Thanks to their superb ability to convert light to electricity, perovskites have led to solar cells with greater than 22% efficiency—comparable to commercial silicon solar cells—in a few short years. To hone the material’s performance, researchers do their best to eliminate crystal defects in it. Now, however, materials scientists have turned this problem into a strength, using perovskites to make bendable memory storage devices that rely on the crystal defects to work (ACS Nano 2016, DOI: 10.1021/acsnano.6b01643).
Nonvolatile memory retains its data even when its power supply is turned off. Computer hard drives are a kind of nonvolatile memory made of magnetized materials. These materials show magnetic hysteresis, a lag in response to an applied magnetic field, which allows them to remain slightly magnetized in one of two magnetic states—the 0s and 1s of digital data—even when the power is turned off and the field removed.

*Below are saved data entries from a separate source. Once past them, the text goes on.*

use std::path::PathBuf;

use anyhow::{anyhow, Result};
use clap::{Args, Subcommand};
use interbank_api::types::{ChargeSituation, ChargeType};
use interbank_api::{ChargeFilter, ChargeSortBy, Client, FilterDateBy, SortDirection};

use super::parse_range;
use crate::output::{print_charges, print_json, print_summary, OutputFormat};

#[derive(Args)]
pub struct ChargesArgs {
    #[command(subcommand)]
    pub command: ChargesCommand,
}

#[derive(Subcommand)]
pub enum ChargesCommand {
    /// List charges in a date range
    List(ListArgs),
    /// Totals per situation in a date range
    Summary(ListArgs),
    /// Show one charge
    Show {
        /// Request code returned when the charge was issued
        code: String,
    },
    /// Save the printable charge as a PDF
    Pdf {
        code: String,
        /// Output file
        #[arg(long)]
        out: PathBuf,
    },
    /// Cancel a charge
    Cancel {
        code: String,
        /// Cancellation reason, e.g. ACERTOS, APEDIDODOCLIENTE
        #[arg(long, default_value = "APEDIDODOCLIENTE")]
        reason: String,
    },
}

#[derive(Args)]
pub struct ListArgs {
    /// First day of the range (YYYY-MM-DD)
    #[arg(long)]
    pub from: String,

    /// Last day of the range (YYYY-MM-DD)
    #[arg(long)]
    pub to: String,

    /// Date the range applies to: due, issue, payment
    #[arg(long)]
    pub date_by: Option<String>,

    /// Situation, e.g. recebido, a-receber, atrasado
    #[arg(long)]
    pub situation: Option<String>,

    /// Payer name
    #[arg(long)]
    pub payer: Option<String>,

    /// Payer CPF or CNPJ, digits only
    #[arg(long)]
    pub payer_document: Option<String>,

    /// Your own charge identifier
    #[arg(long)]
    pub your_number: Option<String>,

    /// Charge type: simples, parcelado, recorrente
    #[arg(long = "type")]
    pub charge_type: Option<String>,

    /// Sort field: payer, type, code, your-number, issue-date, due-date, amount, situation
    #[arg(long)]
    pub sort_by: Option<String>,

    /// Sort descending instead of ascending
    #[arg(long)]
    pub desc: bool,
}

impl ListArgs {
    fn filter(&self) -> Result<ChargeFilter> {
        let mut filter = ChargeFilter::default();
        if let Some(ref date_by) = self.date_by {
            let date_by: FilterDateBy = date_by
                .parse()
                .map_err(|_| anyhow!("Unknown --date-by '{}', expected due, issue or payment", date_by))?;
            filter = filter.with_filter_date_by(date_by);
        }
        if let Some(ref situation) = self.situation {
            let situation: ChargeSituation = situation
                .parse()
                .map_err(|_| anyhow!("Unknown situation '{}'", situation))?;
            filter = filter.with_situation(situation);
        }
        if let Some(ref payer) = self.payer {
            filter = filter.with_payer(payer);
        }
        if let Some(ref document) = self.payer_document {
            filter = filter.with_payer_document(document);
        }
        if let Some(ref your_number) = self.your_number {
            filter = filter.with_your_number(your_number);
        }
        if let Some(ref charge_type) = self.charge_type {
            let charge_type = match charge_type.to_ascii_lowercase().as_str() {
                "simples" => ChargeType::Simples,
                "parcelado" => ChargeType::Parcelado,
                "recorrente" => ChargeType::Recorrente,
                other => return Err(anyhow!("Unknown charge type '{}'", other)),
            };
            filter = filter.with_charge_type(charge_type);
        }
        if let Some(ref sort_by) = self.sort_by {
            let sort_by: ChargeSortBy = sort_by
                .parse()
                .map_err(|_| anyhow!("Unknown --sort-by '{}'", sort_by))?;
            filter = filter.with_sort_by(sort_by);
        }
        if self.desc {
            filter = filter.with_sort_direction(SortDirection::Desc);
        }
        Ok(filter)
    }
}

pub async fn run(args: &ChargesArgs, client: &Client, format: &OutputFormat) -> Result<()> {
    let billing = client.billing();

    match &args.command {
        ChargesCommand::List(list) => {
            let range = parse_range(&list.from, &list.to)?;
            let charges = billing.list(&range, Some(&list.filter()?)).await?;
            eprintln!("{} charges", charges.len());
            print_charges(&charges, format)?;
        }
        ChargesCommand::Summary(list) => {
            let range = parse_range(&list.from, &list.to)?;
            let summary = billing.summary(&range, Some(&list.filter()?)).await?;
            print_summary(&summary, format)?;
        }
        ChargesCommand::Show { code } => {
            let charge = billing.retrieve(code).await?;
            match format {
                OutputFormat::Json => print_json(&charge),
                _ => print_charges(std::slice::from_ref(&charge), format)?,
            }
        }
        ChargesCommand::Pdf { code, out } => {
            billing.save_pdf(code, out).await?;
            eprintln!("Charge {} saved to {}", code, out.display());
        }
        ChargesCommand::Cancel { code, reason } => {
            billing.cancel(code, reason).await?;
            eprintln!("Charge {} cancelled", code);
        }
    }

    Ok(())
}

Some companies are now working to store data using two electrical resistance states, because resistive memory promises to be faster, denser, and more energy efficient than magnetic memory. Analogously, the technology requires a material that shows current-voltage hysteresis, a lag in response of current to voltage changes.

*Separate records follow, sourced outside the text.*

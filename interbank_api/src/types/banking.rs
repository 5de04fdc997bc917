use chrono::NaiveDate;
use serde::{Deserialize, Serialize};

use crate::pagination::{Page, Paginated};

#[derive(Serialize, Deserialize, Debug, Clone, PartialEq)]
pub struct Balance {
    #[serde(rename = "disponivel")]
    pub available: f64,

    #[serde(rename = "bloqueadoCheque", default)]
    pub blocked_check: f64,

    #[serde(rename = "bloqueadoJudicialmente", default)]
    pub blocked_judicially: f64,

    #[serde(rename = "bloqueadoAdministrativo", default)]
    pub blocked_administratively: f64,

    #[serde(rename = "limite", default)]
    pub limit: f64,
}

/// Debit or credit.
#[derive(Serialize, Deserialize, Clone, Copy, Debug, PartialEq, Eq)]
pub enum OperationType {
    #[serde(rename = "D")]
    Debit,
    #[serde(rename = "C")]
    Credit,
}

impl std::fmt::Display for OperationType {
    fn fmt(&self, f: &mut std::fmt::Formatter<'_>) -> std::fmt::Result {
        write!(
            f,
            "{}",
            match self {
                OperationType::Debit => "D",
                OperationType::Credit => "C",
            }
        )
    }
}

#[derive(Serialize, Deserialize, Clone, Copy, Debug, PartialEq, Eq)]
#[serde(rename_all = "SCREAMING_SNAKE_CASE")]
pub enum TransactionType {
    Pix,
    Cambio,
    Estorno,
    Investimento,
    Transferencia,
    Pagamento,
    BoletoCobranca,
    Outros,
}

impl std::fmt::Display for TransactionType {
    fn fmt(&self, f: &mut std::fmt::Formatter<'_>) -> std::fmt::Result {
        write!(
            f,
            "{}",
            match self {
                TransactionType::Pix => "PIX",
                TransactionType::Cambio => "CAMBIO",
                TransactionType::Estorno => "ESTORNO",
                TransactionType::Investimento => "INVESTIMENTO",
                TransactionType::Transferencia => "TRANSFERENCIA",
                TransactionType::Pagamento => "PAGAMENTO",
                TransactionType::BoletoCobranca => "BOLETO_COBRANCA",
                TransactionType::Outros => "OUTROS",
            }
        )
    }
}

impl std::str::FromStr for TransactionType {
    type Err = ();

    fn from_str(s: &str) -> Result<Self, Self::Err> {
        match s.to_ascii_uppercase().replace('-', "_").as_str() {
            "PIX" => Ok(TransactionType::Pix),
            "CAMBIO" => Ok(TransactionType::Cambio),
            "ESTORNO" => Ok(TransactionType::Estorno),
            "INVESTIMENTO" => Ok(TransactionType::Investimento),
            "TRANSFERENCIA" => Ok(TransactionType::Transferencia),
            "PAGAMENTO" => Ok(TransactionType::Pagamento),
            "BOLETO_COBRANCA" => Ok(TransactionType::BoletoCobranca),
            "OUTROS" => Ok(TransactionType::Outros),
            _ => Err(()),
        }
    }
}

#[derive(Serialize, Deserialize, Debug, Clone)]
pub struct Statement {
    #[serde(rename = "transacoes")]
    pub entries: Vec<StatementEntry>,
}

#[derive(Serialize, Deserialize, Debug, Clone)]
pub struct StatementEntry {
    #[serde(rename = "dataEntrada")]
    pub entry_date: NaiveDate,

    #[serde(rename = "tipoTransacao")]
    pub transaction_type: String,

    #[serde(rename = "tipoOperacao")]
    pub operation_type: OperationType,

    /// Amount as a decimal string, e.g. `"150.25"`.
    #[serde(rename = "valor")]
    pub amount: String,

    #[serde(rename = "titulo")]
    pub title: String,

    #[serde(rename = "descricao")]
    pub description: String,
}

/// Statement entry with the per-type details the enriched statement adds.
#[derive(Serialize, Deserialize, Debug, Clone)]
pub struct Transaction {
    #[serde(rename = "idTransacao")]
    pub id: Option<String>,

    #[serde(rename = "dataTransacao")]
    pub transaction_date: NaiveDate,

    #[serde(rename = "dataInclusao")]
    pub inclusion_date: Option<String>,

    #[serde(rename = "tipoTransacao")]
    pub transaction_type: String,

    #[serde(rename = "tipoOperacao")]
    pub operation_type: OperationType,

    #[serde(rename = "valor")]
    pub amount: String,

    #[serde(rename = "titulo")]
    pub title: String,

    #[serde(rename = "descricao")]
    pub description: String,

    /// Type-specific details, passed through untouched.
    #[serde(rename = "detalhes")]
    pub details: Option<serde_json::Value>,
}

#[derive(Serialize, Deserialize, Debug)]
pub struct EnrichedStatementPage {
    #[serde(rename = "totalPaginas")]
    pub total_pages: u32,

    #[serde(rename = "numeroDaPagina", default)]
    pub page_number: Option<u32>,

    #[serde(rename = "totalElementos", default)]
    pub total_elements: u64,

    #[serde(rename = "transacoes", default)]
    pub transactions: Vec<Transaction>,
}

impl Paginated for EnrichedStatementPage {
    type Item = Transaction;
    const PAGE_PARAM: &'static str = "pagina";
    const PAGE_SIZE_PARAM: &'static str = "tamanhoPagina";

    fn into_page(self, requested: u32) -> Page<Transaction> {
        Page {
            items: self.transactions,
            total_pages: self.total_pages,
            current_page: self.page_number.unwrap_or(requested),
        }
    }
}

/// Request to pay a boleto from the account.
#[derive(Serialize, Deserialize, Debug, Clone)]
pub struct BoletoPayment {
    /// Barcode or typeable line.
    #[serde(rename = "codBarraLinhaDigitavel")]
    pub barcode: String,

    #[serde(rename = "valorPagar")]
    pub amount: f64,

    /// Scheduling date. `None` pays today.
    #[serde(rename = "dataPagamento")]
    pub payment_date: Option<NaiveDate>,

    #[serde(rename = "dataVencimento")]
    pub due_date: Option<NaiveDate>,

    #[serde(rename = "cpfCnpjBeneficiario")]
    pub beneficiary_document: Option<String>,
}

#[derive(Serialize, Deserialize, Debug, Clone)]
pub struct BoletoPaymentReceipt {
    #[serde(rename = "codigoTransacao")]
    pub transaction_code: String,

    #[serde(rename = "statusPagamento")]
    pub status: String,

    #[serde(rename = "dataAgendamento")]
    pub scheduled_date: Option<NaiveDate>,

    #[serde(rename = "quantidadeAprovadores")]
    pub approvers: Option<u32>,
}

Perovskites, it turns out, show current-voltage hysteresis because of the same crystal defects that cause headaches in solar cell applications. “Defects are not good for solar cells, but they are essential in our memory devices,” says Jang-Sik Lee, a materials scientist and engineer at Pohang University of Science & Technology.
Lee and colleague Chungwan Gu deposited a thin film of the perovskite methylammonium lead triiodide on a flexible plastic substrate coated with a transparent indium tin oxide electrode. They deposited gold electrodes on top of the perovskite. This forms a basic resistive memory device, Lee says. Applying a positive voltage (1 V) sets the device to a low resistance ”on” state, and applying an equivalent negative voltage resets it to a high resistance ”off” state.

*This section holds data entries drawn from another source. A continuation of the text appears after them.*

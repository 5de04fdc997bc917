use anyhow::{anyhow, Result};
use clap::{Args, Subcommand};
use interbank_api::types::PixChargeStatus;
use interbank_api::{Client, PixChargeFilter, ReceivedPixFilter, TimeRange};

use super::parse_range;
use crate::output::{print_json, print_pix_charges, print_received_pix, OutputFormat};

#[derive(Args)]
pub struct PixArgs {
    #[command(subcommand)]
    pub command: PixCommand,
}

#[derive(Subcommand)]
pub enum PixCommand {
    /// List immediate charges created in a date range
    Charges {
        #[command(flatten)]
        range: RangeArgs,

        /// Status: ativa, concluida, removida-pelo-usuario-recebedor, removida-pelo-psp
        #[arg(long)]
        status: Option<String>,

        /// Debtor CPF
        #[arg(long)]
        cpf: Option<String>,

        /// Debtor CNPJ
        #[arg(long)]
        cnpj: Option<String>,
    },
    /// List PIX received in a date range
    Received {
        #[command(flatten)]
        range: RangeArgs,

        /// Only PIX paying this charge
        #[arg(long)]
        txid: Option<String>,

        /// Only PIX with at least one devolution
        #[arg(long)]
        returned: bool,
    },
    /// Show one immediate charge
    Show { txid: String },
}

#[derive(Args)]
pub struct RangeArgs {
    /// First day (YYYY-MM-DD)
    #[arg(long)]
    pub from: String,

    /// Last day, inclusive (YYYY-MM-DD)
    #[arg(long)]
    pub to: String,
}

impl RangeArgs {
    fn time_range(&self) -> Result<TimeRange> {
        Ok(TimeRange::from_dates(parse_range(&self.from, &self.to)?))
    }
}

pub async fn run(args: &PixArgs, client: &Client, format: &OutputFormat) -> Result<()> {
    let pix = client.pix();

    match &args.command {
        PixCommand::Charges {
            range,
            status,
            cpf,
            cnpj,
        } => {
            let mut filter = PixChargeFilter::default();
            if let Some(status) = status {
                let status: PixChargeStatus = status
                    .parse()
                    .map_err(|_| anyhow!("Unknown status '{}'", status))?;
                filter = filter.with_status(status);
            }
            if let Some(cpf) = cpf {
                filter = filter.with_cpf(cpf);
            }
            if let Some(cnpj) = cnpj {
                filter = filter.with_cnpj(cnpj);
            }
            let charges = pix.list_charges(&range.time_range()?, Some(&filter)).await?;
            eprintln!("{} charges", charges.len());
            print_pix_charges(&charges, format)?;
        }
        PixCommand::Received {
            range,
            txid,
            returned,
        } => {
            let mut filter = ReceivedPixFilter::default();
            if let Some(txid) = txid {
                filter = filter.with_txid(txid);
            }
            if *returned {
                filter = filter.with_devolution_present(true);
            }
            let received = pix.list_received(&range.time_range()?, Some(&filter)).await?;
            eprintln!("{} received", received.len());
            print_received_pix(&received, format)?;
        }
        PixCommand::Show { txid } => {
            let charge = pix.retrieve_charge(txid).await?;
            match format {
                OutputFormat::Json => print_json(&charge),
                _ => print_pix_charges(std::slice::from_ref(&charge), format)?,
            }
        }
    }

    Ok(())
}
use crate::{
    client::Client,
    pagination::Page,
    query::{PixChargeFilter, QueryString, ReceivedPixFilter, TimeRange},
    transport::Transport,
    types::{
        Devolution, NewDevolution, NewPixCharge, PixCharge, PixChargePage, PixChargeRevision,
        ReceivedPix, ReceivedPixPage,
    },
    webhooks::{WebhookManager, WebhookRoute},
    Error, Scope,
};

const BASE: &str = "/pix/v2";

/// Immediate PIX charges and received PIX.
pub struct PixApi<'c, T> {
    client: &'c Client<T>,
}

impl<'c, T: Transport> PixApi<'c, T> {
    pub(crate) fn new(client: &'c Client<T>) -> Self {
        Self { client }
    }

    /// Creates an immediate charge.
    ///
    /// With a `txid` the charge is created under that id with a
    /// PUT; without one the API assigns the id.
    pub async fn create_charge(
        &self,
        txid: Option<&str>,
        charge: &NewPixCharge,
    ) -> Result<PixCharge, Error> {
        match txid {
            Some(txid) => {
                self.client
                    .put(&format!("{}/cob/{}", BASE, txid), Scope::PixChargeWrite, charge)
                    .await
            }
            None => {
                self.client
                    .post(&format!("{}/cob", BASE), Scope::PixChargeWrite, charge)
                    .await
            }
        }
    }

    /// Revises the charge `txid`, bumping its revision number.
    pub async fn revise_charge(
        &self,
        txid: &str,
        revision: &PixChargeRevision,
    ) -> Result<PixCharge, Error> {
        self.client
            .patch(&format!("{}/cob/{}", BASE, txid), Scope::PixChargeWrite, revision)
            .await
    }

    pub async fn retrieve_charge(&self, txid: &str) -> Result<PixCharge, Error> {
        self.client
            .get(
                &format!("{}/cob/{}", BASE, txid),
                &QueryString::new(),
                Scope::PixChargeRead,
            )
            .await
    }

    pub async fn list_charges_page(
        &self,
        range: &TimeRange,
        filter: Option<&PixChargeFilter>,
        page: u32,
        page_size: u32,
    ) -> Result<Page<PixCharge>, Error> {
        self.client
            .fetch_page::<PixChargePage>(
                &format!("{}/cob", BASE),
                &range_query(range).filter(filter),
                page,
                page_size,
                Scope::PixChargeRead,
            )
            .await
    }

    pub async fn list_charges(
        &self,
        range: &TimeRange,
        filter: Option<&PixChargeFilter>,
    ) -> Result<Vec<PixCharge>, Error> {
        self.client
            .fetch_all::<PixChargePage>(
                &format!("{}/cob", BASE),
                &range_query(range).filter(filter),
                Scope::PixChargeRead,
            )
            .await
    }

    pub async fn list_received_page(
        &self,
        range: &TimeRange,
        filter: Option<&ReceivedPixFilter>,
        page: u32,
        page_size: u32,
    ) -> Result<Page<ReceivedPix>, Error> {
        self.client
            .fetch_page::<ReceivedPixPage>(
                &format!("{}/pix", BASE),
                &range_query(range).filter(filter),
                page,
                page_size,
                Scope::PixRead,
            )
            .await
    }

    pub async fn list_received(
        &self,
        range: &TimeRange,
        filter: Option<&ReceivedPixFilter>,
    ) -> Result<Vec<ReceivedPix>, Error> {
        self.client
            .fetch_all::<ReceivedPixPage>(
                &format!("{}/pix", BASE),
                &range_query(range).filter(filter),
                Scope::PixRead,
            )
            .await
    }

    /// Returns (part of) a received PIX to the payer.
    pub async fn request_devolution(
        &self,
        end_to_end_id: &str,
        devolution_id: &str,
        devolution: &NewDevolution,
    ) -> Result<Devolution, Error> {
        tracing::debug!("Requesting devolution {} of {}", devolution_id, end_to_end_id);
        self.client
            .put(
                &format!("{}/pix/{}/devolucao/{}", BASE, end_to_end_id, devolution_id),
                Scope::PixWrite,
                devolution,
            )
            .await
    }

    /// Webhooks keyed by PIX key.
    pub fn webhooks(&self) -> WebhookManager<'c, T> {
        WebhookManager::new(self.client, WebhookRoute::Pix)
    }
}

fn range_query(range: &TimeRange) -> QueryString {
    QueryString::new()
        .pair("inicio", range.start_str())
        .pair("fim", range.end_str())
}
//! reqwest-backed transport with OAuth2 client-credentials and mutual TLS.

use std::time::Duration;

use async_trait::async_trait;
use reqwest::{header, Method};

use super::token::{TokenCache, TokenResponse};
use super::{Transport, TransportFailure};
use crate::{codec::truncate_body, Config, Error, Scope};

/// Request timeout for every API call, token requests included.
const REQUEST_TIMEOUT: Duration = Duration::from_secs(30);

/// Path of the OAuth token endpoint, relative to the base URL.
const TOKEN_PATH: &str = "/oauth/v2/token";

/// Header carrying the checking account a request acts on.
const ACCOUNT_HEADER: &str = "x-conta-corrente";

/// HTTP transport talking to the real API.
///
/// Builds one `reqwest::Client` up front, loading the mTLS identity when the
/// configuration names one. Access tokens are requested lazily per scope and
/// reused until shortly before they expire.
pub struct HttpTransport {
    http: reqwest::Client,
    config: Config,
    tokens: TokenCache,
}

impl HttpTransport {
    pub fn new(config: Config) -> Result<Self, Error> {
        let mut builder = reqwest::Client::builder()
            .timeout(REQUEST_TIMEOUT)
            .user_agent(concat!("interbank/", env!("CARGO_PKG_VERSION")));

        if let Some((cert_path, key_path)) = config.identity_paths() {
            let mut pem = read_pem(cert_path)?;
            pem.push(b'\n');
            pem.extend(read_pem(key_path)?);
            let identity = reqwest::Identity::from_pem(&pem).map_err(|e| {
                tracing::error!("Failed to load client certificate: {}", e);
                Error::configuration(format!("Invalid client certificate: {}", e))
            })?;
            builder = builder.identity(identity);
        }

        let http = builder.build().map_err(|e| {
            tracing::error!("Failed to build HTTP client: {}", e);
            Error::configuration(format!("Failed to build HTTP client: {}", e))
        })?;

        Ok(Self {
            http,
            config,
            tokens: TokenCache::default(),
        })
    }

    async fn access_token(&self, scope: Scope) -> Result<String, TransportFailure> {
        if let Some(token) = self.tokens.get(scope) {
            return Ok(token);
        }

        tracing::debug!("Requesting access token for scope {}", scope);
        let url = format!("{}{}", self.config.base_url(), TOKEN_PATH);
        let form = [
            ("client_id", self.config.client_id()),
            ("client_secret", self.config.client_secret()),
            ("scope", scope.as_str()),
            ("grant_type", "client_credentials"),
        ];
        let resp = self.http.post(&url).form(&form).send().await.map_err(|e| {
            tracing::error!("Failed to request access token: {}", e);
            TransportFailure::new(format!("Failed to request access token: {}", e))
        })?;

        let status = resp.status();
        let body = resp.text().await.map_err(|e| {
            tracing::error!("Failed to read token response: {}", e);
            TransportFailure::new(format!("Failed to read token response: {}", e))
        })?;
        if !status.is_success() {
            tracing::error!(
                "Token request failed with status {}: {}",
                status,
                truncate_body(&body)
            );
            return Err(TransportFailure::new(format!(
                "Token request for scope {} failed with status {}",
                scope,
                status.as_u16()
            ))
            .with_status(status.as_u16())
            .with_body(body));
        }

        let token: TokenResponse = serde_json::from_str(&body).map_err(|e| {
            tracing::error!("Failed to parse token response: {}", e);
            TransportFailure::new(format!("Failed to parse token response: {}", e))
        })?;
        self.tokens.insert(scope, &token);
        Ok(token.access_token)
    }

    async fn send(
        &self,
        method: Method,
        url: &str,
        scope: Scope,
        body: Option<String>,
    ) -> Result<String, TransportFailure> {
        let token = self.access_token(scope).await?;

        tracing::debug!("{} {}", method, url);
        let mut request = self
            .http
            .request(method.clone(), url)
            .bearer_auth(token)
            .header(header::ACCEPT, "application/json");
        if let Some(account) = self.config.account_number() {
            request = request.header(ACCOUNT_HEADER, account);
        }
        if let Some(body) = body {
            request = request
                .header(header::CONTENT_TYPE, "application/json")
                .body(body);
        }

        let resp = request.send().await.map_err(|e| {
            tracing::error!("Failed to {} {}: {}", method, url, e);
            let failure = TransportFailure::new(format!("Failed to send request: {}", e));
            match e.status() {
                Some(status) => failure.with_status(status.as_u16()),
                None => failure,
            }
        })?;

        let status = resp.status();
        let body = resp.text().await.map_err(|e| {
            tracing::error!("Failed to read response body: {}", e);
            TransportFailure::new(format!("Failed to read response body: {}", e))
                .with_status(status.as_u16())
        })?;

        if !status.is_success() {
            tracing::error!(
                "Request failed with status {}: {}",
                status,
                truncate_body(&body)
            );
            return Err(TransportFailure::from_status(status.as_u16(), body));
        }

        Ok(body)
    }
}

#[async_trait]
impl Transport for HttpTransport {
    async fn get(&self, url: &str, scope: Scope) -> Result<String, TransportFailure> {
        self.send(Method::GET, url, scope, None).await
    }

    async fn post(&self, url: &str, scope: Scope, body: String) -> Result<String, TransportFailure> {
        self.send(Method::POST, url, scope, Some(body)).await
    }

    async fn put(&self, url: &str, scope: Scope, body: String) -> Result<String, TransportFailure> {
        self.send(Method::PUT, url, scope, Some(body)).await
    }

    async fn patch(
        &self,
        url: &str,
        scope: Scope,
        body: String,
    ) -> Result<String, TransportFailure> {
        self.send(Method::PATCH, url, scope, Some(body)).await
    }

    async fn delete(&self, url: &str, scope: Scope) -> Result<String, TransportFailure> {
        self.send(Method::DELETE, url, scope, None).await
    }
}

fn read_pem(path: &std::path::Path) -> Result<Vec<u8>, Error> {
    std::fs::read(path).map_err(|e| Error::Io {
        message: format!("Failed to read {}: {}", path.display(), e),
        source: e,
    })
}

The researchers measured the two resistance states for more than 2.5 hours and found no degradation in the device’s ability to switch between states, meaning the device could hold information for at least that long. They now plan to test the devices for several weeks.
Given how easy and cheap it is to make perovskites, “these flexible devices could be used in low-cost stretchable and wearable electronics of the future,” Lee says.
One limitation to perovskite memory is its slow response speed, says Jinsong Huang of the University of Nebraska, Lincoln, who has also studied the resistive switching effect in perovskites. The devices respond in milliseconds, whereas state-of-the-art flash memory works in nanoseconds. But the low cost still makes it appealing for new applications like wearables where the low speed is not a big problem.
Perovskites are excellent candidates for resistive memory devices, says Nam-Gyu Park of Sungkyunkwan University. “This work provides very promising results for the next-generation flexible electronic devices,” he says.